As I said, by then they know it's an issue and the fd 2 has been introduced. The place to look is not the utilities, but the shell itself and what the kernel is doing in newproc et al for the tty handler.
With typesetter C -- we get dmr's new stdio library (libS.a) replacing Lesk's portable C library. This was released independent of V6 as what DEC would have called a 'layered product" that ran on top of V6. As I said, this is the language that Dennis and Brian describe in K&R (version 1).
With what was becoming UNIX/TS -- which don't seem to have a formal release -- we get what we all think of as the V7 kernel, Bourne's new shell and the new and updated tools suite as part of the system.

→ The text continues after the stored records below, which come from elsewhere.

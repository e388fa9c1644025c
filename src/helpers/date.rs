//! Date helper functions

use chrono::{DateTime, Datelike, TimeZone, Utc};

const MONTHS_FR: [&str; 12] = [
    "janvier",
    "février",
    "mars",
    "avril",
    "mai",
    "juin",
    "juillet",
    "août",
    "septembre",
    "octobre",
    "novembre",
    "décembre",
];

/// Format a date using a Moment.js-style format string
///
/// # Examples
/// ```ignore
/// format_date(&date, "YYYY-MM-DD") // -> "2024-01-15"
/// ```
pub fn format_date<Tz: TimeZone>(date: &DateTime<Tz>, format: &str) -> String
where
    Tz::Offset: std::fmt::Display,
{
    date.format(&moment_to_chrono_format(format)).to_string()
}

/// Format a date in ISO 8601 / XML format
pub fn date_xml(date: &DateTime<Utc>) -> String {
    date.format("%Y-%m-%dT%H:%M:%S%:z").to_string()
}

/// Long French date ("1 juin 2024") in the given timezone
pub fn long_date_fr<Tz: TimeZone>(date: &DateTime<Utc>, tz: &Tz) -> String {
    let local = date.with_timezone(tz);
    format!(
        "{} {} {}",
        local.day(),
        MONTHS_FR[local.month0() as usize],
        local.year()
    )
}

/// Convert Moment.js format to chrono format
fn moment_to_chrono_format(format: &str) -> String {
    let replacements = [
        ("YYYY", "%Y"),
        ("YY", "%y"),
        ("MM", "%m"),
        ("DD", "%d"),
        ("HH", "%H"),
        ("mm", "%M"),
        ("ss", "%S"),
    ];

    let mut result = format.to_string();
    for (from, to) in replacements {
        result = result.replace(from, to);
    }
    result
}

#[cfg(test)]
mod tests {
    use super::*;

    #[test]
    fn test_format_date() {
        let date = Utc.with_ymd_and_hms(2024, 1, 15, 10, 30, 0).unwrap();
        assert_eq!(format_date(&date, "YYYY-MM-DD"), "2024-01-15");
        assert_eq!(format_date(&date, "DD/MM/YYYY HH:mm"), "15/01/2024 10:30");
    }

    #[test]
    fn test_date_xml() {
        let date = Utc.with_ymd_and_hms(2024, 6, 1, 0, 0, 0).unwrap();
        assert_eq!(date_xml(&date), "2024-06-01T00:00:00+00:00");
    }

    #[test]
    fn test_long_date_fr() {
        let date = Utc.with_ymd_and_hms(2024, 6, 1, 12, 0, 0).unwrap();
        assert_eq!(long_date_fr(&date, &chrono_tz::Europe::Paris), "1 juin 2024");

        let date = Utc.with_ymd_and_hms(2024, 2, 3, 0, 0, 0).unwrap();
        assert_eq!(long_date_fr(&date, &Utc), "3 février 2024");
    }

    #[test]
    fn test_long_date_fr_crosses_midnight() {
        // 23:30 UTC on New Year's Eve is already January in Paris
        let date = Utc.with_ymd_and_hms(2023, 12, 31, 23, 30, 0).unwrap();
        assert_eq!(
            long_date_fr(&date, &chrono_tz::Europe::Paris),
            "1 janvier 2024"
        );
    }
}
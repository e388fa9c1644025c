//! Article, Photo and Event records

use chrono::{DateTime, Utc};
use serde::{Deserialize, Deserializer, Serialize};

/// A news item
#[derive(Debug, Clone, PartialEq, Eq, Serialize, Deserialize)]
#[serde(rename_all = "camelCase")]
pub struct Article {
    /// Unique identifier
    pub id: String,

    /// URL-safe external key, unique across articles
    pub slug: String,

    pub title: String,

    /// Short summary shown on listing cards
    #[serde(default, deserialize_with = "null_as_default")]
    pub excerpt: String,

    /// Rich text body (trusted HTML)
    pub content: String,

    /// Path or URL of the cover image
    #[serde(default, skip_serializing_if = "Option::is_none")]
    pub cover_image: Option<String>,

    /// Publication date
    #[serde(with = "super::date")]
    pub published_at: DateTime<Utc>,

    /// Drafts carry `false` and never reach public listings
    pub published: bool,
}

/// A gallery image
#[derive(Debug, Clone, PartialEq, Eq, Serialize, Deserialize)]
#[serde(rename_all = "camelCase")]
pub struct Photo {
    pub id: String,

    /// Path or URL of the image
    pub url: String,

    #[serde(default, skip_serializing_if = "Option::is_none")]
    pub title: Option<String>,

    #[serde(default, skip_serializing_if = "Option::is_none")]
    pub description: Option<String>,

    /// Gallery filter bucket
    #[serde(default, skip_serializing_if = "Option::is_none")]
    pub category: Option<String>,

    /// Name of the event the photo was taken at
    #[serde(default, skip_serializing_if = "Option::is_none")]
    pub event_name: Option<String>,
}

impl Photo {
    /// The category, if present and non-empty
    pub fn category(&self) -> Option<&str> {
        self.category.as_deref().filter(|c| !c.is_empty())
    }
}

/// A scheduled association activity
#[derive(Debug, Clone, PartialEq, Eq, Serialize, Deserialize)]
pub struct Event {
    pub id: String,
    pub name: String,
    #[serde(with = "super::date")]
    pub date: DateTime<Utc>,
    pub description: String,
    pub location: String,
}

/// Treat an explicit JSON `null` like a missing field
fn null_as_default<'de, D, T>(deserializer: D) -> Result<T, D::Error>
where
    D: Deserializer<'de>,
    T: Default + Deserialize<'de>,
{
    Ok(Option::<T>::deserialize(deserializer)?.unwrap_or_default())
}
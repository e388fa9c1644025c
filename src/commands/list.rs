//! List site content

use anyhow::Result;

use crate::content::{ContentRepository, DEFAULT_RECENT_LIMIT};
use crate::helpers::format_date;
use crate::Site;

/// List site content by type
pub fn run(site: &Site, content_type: &str) -> Result<()> {
    let repo = site.repository()?;
    for line in render(&repo, content_type)? {
        println!("{}", line);
    }
    Ok(())
}

/// Lines printed for a content type
pub fn render(repo: &ContentRepository, content_type: &str) -> Result<Vec<String>> {
    let mut lines = Vec::new();

    match content_type {
        "article" | "articles" => {
            let articles = repo.articles();
            lines.push(format!("Articles ({}):", articles.len()));
            for article in articles {
                lines.push(format!(
                    "  {} - {} [{}]{}",
                    format_date(&article.published_at, "YYYY-MM-DD"),
                    article.title,
                    article.slug,
                    if article.published { "" } else { " (draft)" }
                ));
            }
        }
        "recent" => {
            let articles = repo.recent_articles(DEFAULT_RECENT_LIMIT);
            lines.push(format!("Recent articles ({}):", articles.len()));
            for article in articles {
                lines.push(format!(
                    "  {} - {} [{}]",
                    format_date(&article.published_at, "YYYY-MM-DD"),
                    article.title,
                    article.slug
                ));
            }
        }
        "photo" | "photos" => {
            let photos = repo.photos();
            lines.push(format!("Photos ({}):", photos.len()));
            for photo in photos {
                lines.push(format!(
                    "  {} {} [{}]",
                    photo.id,
                    photo.url,
                    photo.category().unwrap_or("-")
                ));
            }
        }
        "category" | "categories" => {
            let categories = repo.categories();
            lines.push(format!("Categories ({}):", categories.len()));
            for category in categories {
                let count = repo.photos_by_category(&category).len();
                lines.push(format!("  {} ({})", category, count));
            }
        }
        "event" | "events" => {
            let events = repo.events();
            lines.push(format!("Events ({}):", events.len()));
            for event in events {
                lines.push(format!(
                    "  {} - {} @ {}",
                    format_date(&event.date, "YYYY-MM-DD"),
                    event.name,
                    event.location
                ));
            }
        }
        "upcoming" => {
            let events = repo.upcoming_events();
            lines.push(format!("Upcoming events ({}):", events.len()));
            for event in events {
                lines.push(format!(
                    "  {} - {} @ {}",
                    format_date(&event.date, "YYYY-MM-DD"),
                    event.name,
                    event.location
                ));
            }
        }
        _ => {
            anyhow::bail!(
                "Unknown type: {}. Available: articles, recent, photos, categories, events, upcoming",
                content_type
            );
        }
    }

    Ok(lines)
}

#[cfg(test)]
mod tests {
    use super::*;
    use crate::content::{Article, Photo, StaticSource};
    use chrono::{TimeZone, Utc};

    fn repo() -> ContentRepository {
        let source = StaticSource {
            articles: vec![Article {
                id: "1".to_string(),
                slug: "forum".to_string(),
                title: "Forum".to_string(),
                excerpt: String::new(),
                content: String::new(),
                cover_image: None,
                published_at: Utc.with_ymd_and_hms(2024, 9, 7, 0, 0, 0).unwrap(),
                published: false,
            }],
            photos: vec![
                Photo {
                    id: "p1".to_string(),
                    url: "/p1.jpg".to_string(),
                    title: None,
                    description: None,
                    category: Some("Fêtes".to_string()),
                    event_name: None,
                },
                Photo {
                    id: "p2".to_string(),
                    url: "/p2.jpg".to_string(),
                    title: None,
                    description: None,
                    category: None,
                    event_name: None,
                },
            ],
            ..Default::default()
        };
        ContentRepository::load(&source).unwrap()
    }

    #[test]
    fn test_list_articles() {
        let lines = render(&repo(), "articles").unwrap();
        assert_eq!(lines[0], "Articles (1):");
        assert_eq!(lines[1], "  2024-09-07 - Forum [forum] (draft)");
        assert_eq!(render(&repo(), "recent").unwrap(), ["Recent articles (0):"]);
    }

    #[test]
    fn test_list_photos_and_categories() {
        let lines = render(&repo(), "photos").unwrap();
        assert_eq!(lines[2], "  p2 /p2.jpg [-]");

        let lines = render(&repo(), "categories").unwrap();
        assert_eq!(lines, ["Categories (1):", "  Fêtes (1)"]);
    }

    #[test]
    fn test_unknown_type() {
        assert!(render(&repo(), "videos").is_err());
    }
}
//! Content module - records, data sources and the query repository

pub mod clock;
pub mod date;
mod model;
mod repository;
mod site_config;
pub mod source;

pub use clock::{Clock, FixedClock, SystemClock};
pub use model::{Article, Event, Photo};
pub use repository::{ContentRepository, DEFAULT_RECENT_LIMIT};
pub use site_config::{
    Button, CallToAction, ContactInfo, Footer, Hero, Homepage, HowItWorks, NavLink, Navigation,
    NewsSection, SectionHeading, SiteConfig, SiteIdentity, Stat, Step,
};
pub use source::{DataSource, JsonDirSource, StaticSource};
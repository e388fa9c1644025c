//! Lookup of presentation assets by content-provided names
//!
//! Content refers to icons and event pictures by free-form strings. Both
//! lookups go through a finite registry and fall back to a default entry
//! when the name is unknown.

use serde::Serialize;

use crate::config::Settings;

/// Icons available to homepage steps
#[derive(Debug, Clone, Copy, PartialEq, Eq, Serialize)]
pub enum Icon {
    HandHeart,
    Heart,
    Users,
    Clock,
    Calendar,
    Handshake,
    Home,
    Mail,
    MapPin,
    Phone,
    Star,
}

impl Icon {
    const ALL: [Icon; 11] = [
        Icon::HandHeart,
        Icon::Heart,
        Icon::Users,
        Icon::Clock,
        Icon::Calendar,
        Icon::Handshake,
        Icon::Home,
        Icon::Mail,
        Icon::MapPin,
        Icon::Phone,
        Icon::Star,
    ];

    /// Icon used when a name does not resolve
    pub const FALLBACK: Icon = Icon::HandHeart;

    /// Registry name, as written in site-config.json
    pub fn name(self) -> &'static str {
        match self {
            Icon::HandHeart => "HandHeart",
            Icon::Heart => "Heart",
            Icon::Users => "Users",
            Icon::Clock => "Clock",
            Icon::Calendar => "Calendar",
            Icon::Handshake => "Handshake",
            Icon::Home => "Home",
            Icon::Mail => "Mail",
            Icon::MapPin => "MapPin",
            Icon::Phone => "Phone",
            Icon::Star => "Star",
        }
    }

    /// Resolve a registry name, falling back to [`Icon::FALLBACK`]
    pub fn from_name(name: &str) -> Icon {
        Self::ALL
            .into_iter()
            .find(|icon| icon.name() == name)
            .unwrap_or_else(|| {
                tracing::debug!("Unknown icon {:?}, using {}", name, Self::FALLBACK.name());
                Self::FALLBACK
            })
    }
}

/// Picture shown for an event on the homepage
pub fn event_image<'a>(settings: &'a Settings, event_name: &str) -> &'a str {
    settings
        .event_images
        .get(event_name)
        .map(String::as_str)
        .unwrap_or(&settings.default_event_image)
}
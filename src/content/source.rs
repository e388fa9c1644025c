//! Data sources - where the raw collections come from
//!
//! The repository only ever asks a source for whole collections, so a file
//! based source can be replaced by a database or a remote API without
//! touching the query code.

use serde::de::DeserializeOwned;
use std::fs;
use std::path::{Path, PathBuf};

use super::{Article, Event, Photo, SiteConfig};
use crate::error::{ContentError, Result};

pub const ARTICLES_FILE: &str = "articles.json";
pub const PHOTOS_FILE: &str = "photos.json";
pub const EVENTS_FILE: &str = "events.json";
pub const SITE_CONFIG_FILE: &str = "site-config.json";

/// Provider of the four content collections
pub trait DataSource {
    fn load_articles(&self) -> Result<Vec<Article>>;
    fn load_photos(&self) -> Result<Vec<Photo>>;
    fn load_events(&self) -> Result<Vec<Event>>;
    fn load_site_config(&self) -> Result<SiteConfig>;
}

/// Reads JSON files from a data directory
#[derive(Debug, Clone)]
pub struct JsonDirSource {
    data_dir: PathBuf,
}

impl JsonDirSource {
    pub fn new<P: AsRef<Path>>(data_dir: P) -> Self {
        Self {
            data_dir: data_dir.as_ref().to_path_buf(),
        }
    }

    pub fn data_dir(&self) -> &Path {
        &self.data_dir
    }

    /// Read and parse one file, `None` if it does not exist
    fn read<T: DeserializeOwned>(&self, file: &str) -> Result<Option<T>> {
        let path = self.data_dir.join(file);
        if !path.exists() {
            return Ok(None);
        }

        let content = fs::read_to_string(&path).map_err(|source| ContentError::Io {
            path: path.clone(),
            source,
        })?;
        let value = serde_json::from_str(&content)
            .map_err(|source| ContentError::Parse { path, source })?;
        Ok(Some(value))
    }

    fn read_collection<T: DeserializeOwned>(&self, file: &str) -> Result<Vec<T>> {
        match self.read(file)? {
            Some(items) => Ok(items),
            None => {
                tracing::debug!("No {} in {:?}, using an empty collection", file, self.data_dir);
                Ok(Vec::new())
            }
        }
    }
}

impl DataSource for JsonDirSource {
    fn load_articles(&self) -> Result<Vec<Article>> {
        self.read_collection(ARTICLES_FILE)
    }

    fn load_photos(&self) -> Result<Vec<Photo>> {
        self.read_collection(PHOTOS_FILE)
    }

    fn load_events(&self) -> Result<Vec<Event>> {
        self.read_collection(EVENTS_FILE)
    }

    fn load_site_config(&self) -> Result<SiteConfig> {
        match self.read(SITE_CONFIG_FILE)? {
            Some(config) => Ok(config),
            None => {
                tracing::warn!(
                    "No {} in {:?}, using the default site configuration",
                    SITE_CONFIG_FILE,
                    self.data_dir
                );
                Ok(SiteConfig::default())
            }
        }
    }
}

/// In-memory collections
#[derive(Debug, Clone, Default)]
pub struct StaticSource {
    pub articles: Vec<Article>,
    pub photos: Vec<Photo>,
    pub events: Vec<Event>,
    pub site_config: SiteConfig,
}

impl DataSource for StaticSource {
    fn load_articles(&self) -> Result<Vec<Article>> {
        Ok(self.articles.clone())
    }

    fn load_photos(&self) -> Result<Vec<Photo>> {
        Ok(self.photos.clone())
    }

    fn load_events(&self) -> Result<Vec<Event>> {
        Ok(self.events.clone())
    }

    fn load_site_config(&self) -> Result<SiteConfig> {
        Ok(self.site_config.clone())
    }
}
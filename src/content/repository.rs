//! Content repository - read-only queries over the loaded collections

use chrono::{DateTime, Utc};
use indexmap::IndexSet;
use std::collections::HashSet;
use std::sync::Arc;

use super::clock::{Clock, SystemClock};
use super::source::DataSource;
use super::{Article, Event, Photo, SiteConfig};
use crate::error::{ContentError, Result};

/// Number of articles returned by [`ContentRepository::recent_articles`] on the homepage
pub const DEFAULT_RECENT_LIMIT: usize = 4;

/// Articles, photos, events and site configuration, loaded once
///
/// Collections keep source order. Clones share the same storage; every
/// query hands out owned copies.
#[derive(Clone)]
pub struct ContentRepository {
    articles: Arc<[Article]>,
    photos: Arc<[Photo]>,
    events: Arc<[Event]>,
    site_config: Arc<SiteConfig>,
    clock: Arc<dyn Clock>,
}

impl ContentRepository {
    /// Load every collection from `source`, reading the wall clock for date queries
    pub fn load<S: DataSource + ?Sized>(source: &S) -> Result<Self> {
        Self::load_with_clock(source, Arc::new(SystemClock))
    }

    /// Load every collection from `source` with an explicit clock
    pub fn load_with_clock<S: DataSource + ?Sized>(
        source: &S,
        clock: Arc<dyn Clock>,
    ) -> Result<Self> {
        let articles = source.load_articles()?;
        let photos = source.load_photos()?;
        let events = source.load_events()?;
        let site_config = source.load_site_config()?;

        check_slugs(&articles)?;

        tracing::info!(
            "Loaded {} articles, {} photos and {} events",
            articles.len(),
            photos.len(),
            events.len()
        );

        Ok(Self {
            articles: articles.into(),
            photos: photos.into(),
            events: events.into(),
            site_config: Arc::new(site_config),
            clock,
        })
    }

    /// All articles, drafts included
    pub fn articles(&self) -> Vec<Article> {
        self.articles.to_vec()
    }

    /// The article with exactly this slug, published or not
    pub fn article_by_slug(&self, slug: &str) -> Option<Article> {
        self.articles.iter().find(|a| a.slug == slug).cloned()
    }

    /// The article with this slug, only if it is published
    pub fn published_article_by_slug(&self, slug: &str) -> Option<Article> {
        self.article_by_slug(slug).filter(|a| a.published)
    }

    pub fn published_articles(&self) -> Vec<Article> {
        self.articles.iter().filter(|a| a.published).cloned().collect()
    }

    /// Published articles, newest first, at most `limit` of them
    pub fn recent_articles(&self, limit: usize) -> Vec<Article> {
        let mut articles = self.published_articles();
        // Stable: equal dates keep source order
        articles.sort_by(|a, b| b.published_at.cmp(&a.published_at));
        articles.truncate(limit);
        articles
    }

    pub fn photos(&self) -> Vec<Photo> {
        self.photos.to_vec()
    }

    pub fn photos_by_category(&self, category: &str) -> Vec<Photo> {
        self.photos
            .iter()
            .filter(|p| p.category.as_deref() == Some(category))
            .cloned()
            .collect()
    }

    /// Distinct non-empty photo categories in first-seen order
    pub fn categories(&self) -> Vec<String> {
        self.photos
            .iter()
            .filter_map(Photo::category)
            .collect::<IndexSet<_>>()
            .into_iter()
            .map(str::to_string)
            .collect()
    }

    pub fn events(&self) -> Vec<Event> {
        self.events.to_vec()
    }

    /// Events at or after the clock's current time, soonest first
    pub fn upcoming_events(&self) -> Vec<Event> {
        self.upcoming_events_at(self.clock.now())
    }

    /// Events at or after `now`, soonest first
    pub fn upcoming_events_at(&self, now: DateTime<Utc>) -> Vec<Event> {
        let mut events: Vec<Event> = self
            .events
            .iter()
            .filter(|e| e.date >= now)
            .cloned()
            .collect();
        events.sort_by_key(|e| e.date);
        events
    }

    pub fn site_config(&self) -> SiteConfig {
        self.site_config.as_ref().clone()
    }

    /// Current time as seen by this repository's clock
    pub fn now(&self) -> DateTime<Utc> {
        self.clock.now()
    }
}

/// Reject duplicate slugs, warn about slugs that are not URL-safe
fn check_slugs(articles: &[Article]) -> Result<()> {
    let mut seen = HashSet::new();
    for article in articles {
        if !seen.insert(article.slug.as_str()) {
            return Err(ContentError::DuplicateSlug(article.slug.clone()));
        }
        if slug::slugify(&article.slug) != article.slug {
            tracing::warn!(
                "Article {} has a slug that is not URL-safe: {:?}",
                article.id,
                article.slug
            );
        }
    }
    Ok(())
}
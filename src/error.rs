//! Errors raised while loading content from a data source

use std::path::PathBuf;

/// Load-time failure of a data source
///
/// Queries over loaded content never fail; every variant here is raised
/// before a [`ContentRepository`](crate::content::ContentRepository) exists.
#[derive(Debug, thiserror::Error)]
pub enum ContentError {
    #[error("failed to read {path:?}: {source}")]
    Io {
        path: PathBuf,
        #[source]
        source: std::io::Error,
    },

    #[error("malformed data in {path:?}: {source}")]
    Parse {
        path: PathBuf,
        #[source]
        source: serde_json::Error,
    },

    #[error("duplicate article slug: {0}")]
    DuplicateSlug(String),

    /// Returned by [`parse_iso`](crate::content::date::parse_iso); while a
    /// collection loads, date errors surface inside [`ContentError::Parse`]
    #[error("invalid date: {0}")]
    InvalidDate(String),
}

pub type Result<T> = std::result::Result<T, ContentError>;
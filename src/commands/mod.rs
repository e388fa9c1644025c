//! CLI commands

pub mod check;
pub mod list;
pub mod sitemap;
use clap::Parser;
use memrag::cli::commands::{Cli, Commands, Corpus};
use memrag::config::RagConfig;
use memrag::domain::entities::document::Metadata;
use memrag::infrastructure::providers::ProviderRegistry;
use memrag::MemRag;
use serde_json::Value;
use tracing_subscriber::EnvFilter;

#[tokio::main]
async fn main() {
    tracing_subscriber::fmt()
        .with_env_filter(
            EnvFilter::try_from_default_env().unwrap_or_else(|_| EnvFilter::new("memrag=info")),
        )
        .with_writer(std::io::stderr)
        .init();

    let cli = Cli::parse();

    let result = run_command(cli.command).await;
    if let Err(e) = result {
        eprintln!("Error: {e}");
        std::process::exit(1);
    }
}

async fn run_command(cmd: Commands) -> Result<(), Box<dyn std::error::Error>> {
    match cmd {
        Commands::Search { query, corpus, top_k } => {
            let rag = MemRag::new(RagConfig::load()?)?;
            ingest(&rag, &corpus).await?;
            let hits = rag.retrieve(None, &query, top_k).await?;
            println!("{}", serde_json::to_string_pretty(&hits)?);
        }
        Commands::Ask { query, corpus, top_k, no_answer } => {
            let rag = MemRag::new(RagConfig::load()?)?;
            ingest(&rag, &corpus).await?;
            let result = rag.search(None, &query, top_k, !no_answer).await?;
            println!("{}", serde_json::to_string_pretty(&result)?);
        }
        Commands::Providers => {
            let registry = ProviderRegistry::with_defaults();
            println!("embedding:  {}", registry.embedding_names().join(", "));
            println!("generation: {}", registry.generation_names().join(", "));
        }
    }
    Ok(())
}

async fn ingest(rag: &MemRag, corpus: &Corpus) -> Result<(), Box<dyn std::error::Error>> {
    let store = rag.store(None).await;
    let chunk_size = if corpus.whole {
        None
    } else {
        Some(corpus.chunk_size.unwrap_or(rag.config().chunk_size))
    };

    for path in &corpus.files {
        let content = std::fs::read_to_string(path)
            .map_err(|e| format!("Failed to read {}: {e}", path.display()))?;
        let mut metadata = Metadata::new();
        metadata.insert("source".to_string(), Value::from(path.display().to_string()));
        rag.orchestrator()
            .add_document(store.as_ref(), &content, metadata, chunk_size)
            .await?;
    }
    Ok(())
}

So with V7, as you point out, most, but not all of the utilities have been updated to start using the new compiler (since by then Lesk library is not included), If the code were recompiled, that code would have had to used the new FILE * structure over the small integer fd, for the printf family. With V6 there were still a handful of utilities in assembler (like snoball IIRC), but by V7 I think most of them had been culled.
And while your point is that you need to look at what each utility implemented, >>I believe<< that the key to Ron's question is what the shell and the kernel supplied [dates the idea], and >>then<< if the utility obeyed the new fd 2 as the error file is when it starts to be more formally enforced. So any further hunting should start there I would think.